Not surprising since the homeowner piggy bank called home equity has all but dried up.

The Federal Reserve also announced earlier this week that nearly $140 billion in mortgage debt had been paid off by homeowners between 2008 and the end of 2009.

The Experian study found that nationally consumers are spending $903 a month on their bills which includes things like credit card payment, auto loans (and leases), and mortgage payments.

Consumers in Washington D.C. are spending the most, at $1,285, while Pittsburgh residents are spending the least, at just $763.

“The trend we’re seeing is that consumers have lower payments, indicating both proactive deleveraging by consumers and tighter limits from lenders and certainly consumers are making fewer major purchases such as homes and cars than they were a few years ago,” said Michele Raneri, senior director of analytics for Experian. “There are many ways to manage and develop a positive credit score and good payment habits. Paying bills on time is generally the single most important contributor.”

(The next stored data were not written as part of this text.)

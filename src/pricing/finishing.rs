//! Finishing estimator: area × base rate × room multiplier, plus selected line items.

use serde::{Deserialize, Serialize};
use std::collections::HashSet;

use super::{round_price, FormValue, Quote};
use crate::content::Language;

pub const CONTENT_NAME: &str = "Finishing Calculator";

/// Base installation rate, EGP per square meter.
pub const BASE_RATE_PER_M2: f64 = 50.0;

#[derive(Debug, Clone, Copy, PartialEq, Eq, Serialize, Deserialize)]
#[serde(rename_all = "kebab-case")]
pub enum RoomType {
    LivingRoom,
    Bedroom,
    Kitchen,
    Bathroom,
    Office,
    Other,
}

impl RoomType {
    pub fn multiplier(&self) -> f64 {
        match self {
            RoomType::LivingRoom => 1.2,
            RoomType::Bedroom => 1.0,
            RoomType::Kitchen => 1.5,
            RoomType::Bathroom => 1.3,
            RoomType::Office => 1.1,
            RoomType::Other => 1.0,
        }
    }
}

impl From<&str> for RoomType {
    fn from(value: &str) -> Self {
        match value {
            "living-room" => RoomType::LivingRoom,
            "bedroom" => RoomType::Bedroom,
            "kitchen" => RoomType::Kitchen,
            "bathroom" => RoomType::Bathroom,
            "office" => RoomType::Office,
            _ => RoomType::Other,
        }
    }
}

/// Fixed-price add-ons offered by the finishing calculator.
#[derive(Debug, Clone, Copy, PartialEq, Eq, Hash)]
pub enum FinishingService {
    Outlets,
    Switches,
    Lighting,
    CeilingFans,
    AcOutlets,
    Internet,
    Tv,
    SmokeDetectors,
}

impl FinishingService {
    pub const ALL: [FinishingService; 8] = [
        FinishingService::Outlets,
        FinishingService::Switches,
        FinishingService::Lighting,
        FinishingService::CeilingFans,
        FinishingService::AcOutlets,
        FinishingService::Internet,
        FinishingService::Tv,
        FinishingService::SmokeDetectors,
    ];

    pub fn id(&self) -> &'static str {
        match self {
            FinishingService::Outlets => "outlets",
            FinishingService::Switches => "switches",
            FinishingService::Lighting => "lighting",
            FinishingService::CeilingFans => "ceiling-fans",
            FinishingService::AcOutlets => "ac-outlets",
            FinishingService::Internet => "internet",
            FinishingService::Tv => "tv",
            FinishingService::SmokeDetectors => "smoke-detectors",
        }
    }

    pub fn unit_price(&self) -> i64 {
        match self {
            FinishingService::Outlets => 150,
            FinishingService::Switches => 100,
            FinishingService::Lighting => 200,
            FinishingService::CeilingFans => 300,
            FinishingService::AcOutlets => 250,
            FinishingService::Internet => 180,
            FinishingService::Tv => 120,
            FinishingService::SmokeDetectors => 80,
        }
    }

    pub fn label(&self, language: Language) -> &'static str {
        match (self, language) {
            (FinishingService::Outlets, Language::Ar) => "مآخذ كهربائية",
            (FinishingService::Outlets, Language::En) => "Electrical outlets",
            (FinishingService::Switches, Language::Ar) => "مفاتيح إضاءة",
            (FinishingService::Switches, Language::En) => "Light switches",
            (FinishingService::Lighting, Language::Ar) => "تركيب الإضاءة",
            (FinishingService::Lighting, Language::En) => "Lighting installation",
            (FinishingService::CeilingFans, Language::Ar) => "مراوح سقف",
            (FinishingService::CeilingFans, Language::En) => "Ceiling fans",
            (FinishingService::AcOutlets, Language::Ar) => "مآخذ تكييف",
            (FinishingService::AcOutlets, Language::En) => "AC outlets",
            (FinishingService::Internet, Language::Ar) => "تمديدات الإنترنت",
            (FinishingService::Internet, Language::En) => "Internet wiring",
            (FinishingService::Tv, Language::Ar) => "تمديدات التلفزيون",
            (FinishingService::Tv, Language::En) => "TV wiring",
            (FinishingService::SmokeDetectors, Language::Ar) => "كاشفات الدخان",
            (FinishingService::SmokeDetectors, Language::En) => "Smoke detectors",
        }
    }

    pub fn from_id(id: &str) -> Option<Self> {
        Self::ALL.into_iter().find(|s| s.id() == id)
    }
}

/// Sum of unit prices for the distinct catalog ids in `selected`; unknown ids add nothing.
pub fn services_cost<I, S>(selected: I) -> i64
where
    I: IntoIterator<Item = S>,
    S: AsRef<str>,
{
    selected
        .into_iter()
        .filter_map(|id| FinishingService::from_id(id.as_ref()))
        .collect::<HashSet<_>>()
        .into_iter()
        .map(|s| s.unit_price())
        .sum()
}

pub fn estimate_finishing<I, S>(area_m2: f64, room_type: RoomType, selected: I) -> i64
where
    I: IntoIterator<Item = S>,
    S: AsRef<str>,
{
    let installation = area_m2 * BASE_RATE_PER_M2 * room_type.multiplier();
    round_price(installation + services_cost(selected) as f64)
}

/// Raw calculator form. Missing area/room or an empty selection prices at zero.
#[derive(Debug, Clone, Default, Serialize, Deserialize)]
#[serde(rename_all = "camelCase")]
pub struct FinishingInput {
    #[serde(default)]
    pub area: Option<FormValue>,
    #[serde(default)]
    pub room_type: Option<FormValue>,
    #[serde(default)]
    pub selected_services: Vec<String>,
}

impl FinishingInput {
    pub fn estimate(&self) -> i64 {
        if self.selected_services.is_empty() {
            return 0;
        }

        let area = self.area.as_ref().and_then(FormValue::positive_number);
        let room = self.room_type.as_ref().and_then(FormValue::choice);

        match (area, room) {
            (Some(area), Some(room)) => {
                estimate_finishing(area, RoomType::from(room.as_str()), &self.selected_services)
            }
            _ => 0,
        }
    }

    pub fn quote(&self) -> Quote {
        Quote::new(self.estimate(), CONTENT_NAME)
    }
}

#[cfg(test)]
mod tests {
    use super::*;

    fn form(area: &str, room: &str, services: &[&str]) -> FinishingInput {
        FinishingInput {
            area: Some(area.into()),
            room_type: Some(room.into()),
            selected_services: services.iter().map(|s| s.to_string()).collect(),
        }
    }

    #[test]
    fn test_kitchen_with_outlets_and_lighting() {
        assert_eq!(
            estimate_finishing(20.0, RoomType::Kitchen, ["outlets", "lighting"]),
            1850
        );
        assert_eq!(form("20", "kitchen", &["outlets", "lighting"]).estimate(), 1850);
    }

    #[test]
    fn test_room_multipliers() {
        assert_eq!(form("10", "living-room", &["tv"]).estimate(), 600 + 120);
        assert_eq!(form("10", "bathroom", &["tv"]).estimate(), 650 + 120);
        assert_eq!(form("10", "office", &["tv"]).estimate(), 550 + 120);
        assert_eq!(form("10", "bedroom", &["tv"]).estimate(), 500 + 120);
        assert_eq!(form("10", "garage", &["tv"]).estimate(), 500 + 120);
    }

    #[test]
    fn test_unknown_services_add_nothing() {
        assert_eq!(form("10", "bedroom", &["jacuzzi"]).estimate(), 500);
        assert_eq!(services_cost(["outlets", "solar-panels"]), 150);
    }

    #[test]
    fn test_selection_is_a_set() {
        assert_eq!(services_cost(["outlets", "outlets"]), 150);
    }

    #[test]
    fn test_full_catalog_cost() {
        let all: Vec<_> = FinishingService::ALL.iter().map(|s| s.id()).collect();
        assert_eq!(services_cost(all), 1380);
    }

    #[test]
    fn test_incomplete_form_prices_at_zero() {
        assert_eq!(form("20", "kitchen", &[]).estimate(), 0);
        assert_eq!(form("", "kitchen", &["outlets"]).estimate(), 0);
        assert_eq!(form("20", "", &["outlets"]).estimate(), 0);
        assert_eq!(form("twenty", "kitchen", &["outlets"]).estimate(), 0);
        assert_eq!(FinishingInput::default().quote().price, 0);
    }

    #[test]
    fn test_catalog_ids_round_trip() {
        for service in FinishingService::ALL {
            assert_eq!(FinishingService::from_id(service.id()), Some(service));
            assert!(!service.label(Language::Ar).is_empty());
        }
        assert_eq!(FinishingService::from_id("Outlets"), None);
    }

    #[test]
    fn test_quote_event_name() {
        let quote = form("20", "kitchen", &["outlets", "lighting"]).quote();
        assert_eq!(quote.event.unwrap().content_name, "Finishing Calculator");
    }

    #[test]
    fn test_estimate_is_repeatable() {
        let input = form("31.7", "office", &["internet", "tv"]);
        assert_eq!(input.estimate(), input.estimate());
    }
}
//! Ases Kahraba Backend - binary entry point
//! Delegates to the library for all app logic.

#[tokio::main]
async fn main() {
    if let Err(e) = aseskahraba_backend::run().await {
        eprintln!("aseskahraba-backend: {e}");
        std::process::exit(1);
    }
}
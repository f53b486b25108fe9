use axum::{extract::Request, middleware::Next, response::Response};
use std::time::Instant;
use tower_http::request_id::{
    MakeRequestUuid, PropagateRequestIdLayer, RequestId, SetRequestIdLayer,
};
use tracing::Instrument;

fn request_id(request: &Request) -> String {
    request
        .extensions()
        .get::<RequestId>()
        .and_then(|id| id.header_value().to_str().ok())
        .unwrap_or("unknown")
        .to_string()
}

/// Logs each request under an `http_request` span carrying its request id.
/// The completion level follows the response status.
pub async fn log_request(request: Request, next: Next) -> Response {
    let start = Instant::now();
    let span = tracing::info_span!(
        "http_request",
        request_id = %request_id(&request),
        method = %request.method(),
        uri = %request.uri(),
    );

    async move {
        tracing::debug!(version = ?request.version(), "incoming request");

        let response = next.run(request).await;

        let status = response.status();
        let duration_ms = start.elapsed().as_millis() as u64;

        if status.is_server_error() {
            tracing::error!(status = %status, duration_ms, "request failed");
        } else if status.is_client_error() {
            tracing::warn!(status = %status, duration_ms, "request rejected");
        } else {
            tracing::info!(status = %status, duration_ms, "request completed");
        }

        response
    }
    .instrument(span)
    .await
}

pub fn request_id_layer() -> SetRequestIdLayer<MakeRequestUuid> {
    SetRequestIdLayer::x_request_id(MakeRequestUuid)
}

pub fn propagate_request_id_layer() -> PropagateRequestIdLayer {
    PropagateRequestIdLayer::x_request_id()
}
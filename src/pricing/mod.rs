/*!
 * Pricing Calculators
 * Fixed-rate estimators for foundation laying and finishing work.
 *
 * Every estimator is a pure function of its inputs. Incomplete form input is
 * not an error: it prices at zero, which callers read as "nothing to show yet".
 */
pub mod finishing;
pub mod foundation;

use serde::{Deserialize, Serialize};

pub use finishing::{estimate_finishing, FinishingInput, FinishingService, RoomType};
pub use foundation::{estimate_foundation, FoundationInput, FoundationType};

pub const CURRENCY: &str = "EGP";
pub const EVENT_CATEGORY: &str = "Calculator";

/// A raw form field as the browser sends it: a JSON number or the text typed in.
#[derive(Debug, Clone, PartialEq, Serialize, Deserialize)]
#[serde(untagged)]
pub enum FormValue {
    Number(f64),
    Text(String),
}

impl FormValue {
    /// Finite, strictly positive number, or `None` for blank/unparseable/out-of-range input.
    pub fn positive_number(&self) -> Option<f64> {
        let n = match self {
            FormValue::Number(n) => *n,
            FormValue::Text(s) => s.trim().parse::<f64>().ok()?,
        };
        (n.is_finite() && n > 0.0).then_some(n)
    }

    /// Trimmed, non-blank selector value.
    pub fn choice(&self) -> Option<String> {
        match self {
            FormValue::Number(n) => Some(n.to_string()),
            FormValue::Text(s) => {
                let s = s.trim();
                (!s.is_empty()).then(|| s.to_string())
            }
        }
    }
}

impl From<f64> for FormValue {
    fn from(n: f64) -> Self {
        FormValue::Number(n)
    }
}

impl From<&str> for FormValue {
    fn from(s: &str) -> Self {
        FormValue::Text(s.to_string())
    }
}

/// Analytics record for one successful (non-zero) estimate.
#[derive(Debug, Clone, PartialEq, Serialize, Deserialize)]
pub struct CalculatorEvent {
    pub content_name: String,
    pub content_category: String,
    pub value: i64,
    pub currency: String,
}

#[derive(Debug, Clone, PartialEq, Serialize, Deserialize)]
pub struct Quote {
    pub price: i64,
    pub currency: String,
    #[serde(skip_serializing_if = "Option::is_none")]
    pub event: Option<CalculatorEvent>,
}

impl Quote {
    pub(crate) fn new(price: i64, content_name: &str) -> Self {
        let event = (price != 0).then(|| CalculatorEvent {
            content_name: content_name.to_string(),
            content_category: EVENT_CATEGORY.to_string(),
            value: price,
            currency: CURRENCY.to_string(),
        });
        Self {
            price,
            currency: CURRENCY.to_string(),
            event,
        }
    }
}

/// Round to the nearest whole currency unit.
pub(crate) fn round_price(amount: f64) -> i64 {
    amount.round() as i64
}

With falling home prices and mortgage rates, for the short term we should continue to see the trend of improved debt ratios continue. When the economy recovers there will be a greater chance for consumers to afford the mortgages they apply for. The question is, how will underwriting standards at that time affect consumer’s ability to obtain those loans?

Ironically, it’s always funny how much banks and lenders loosen those standards when everybody’s working.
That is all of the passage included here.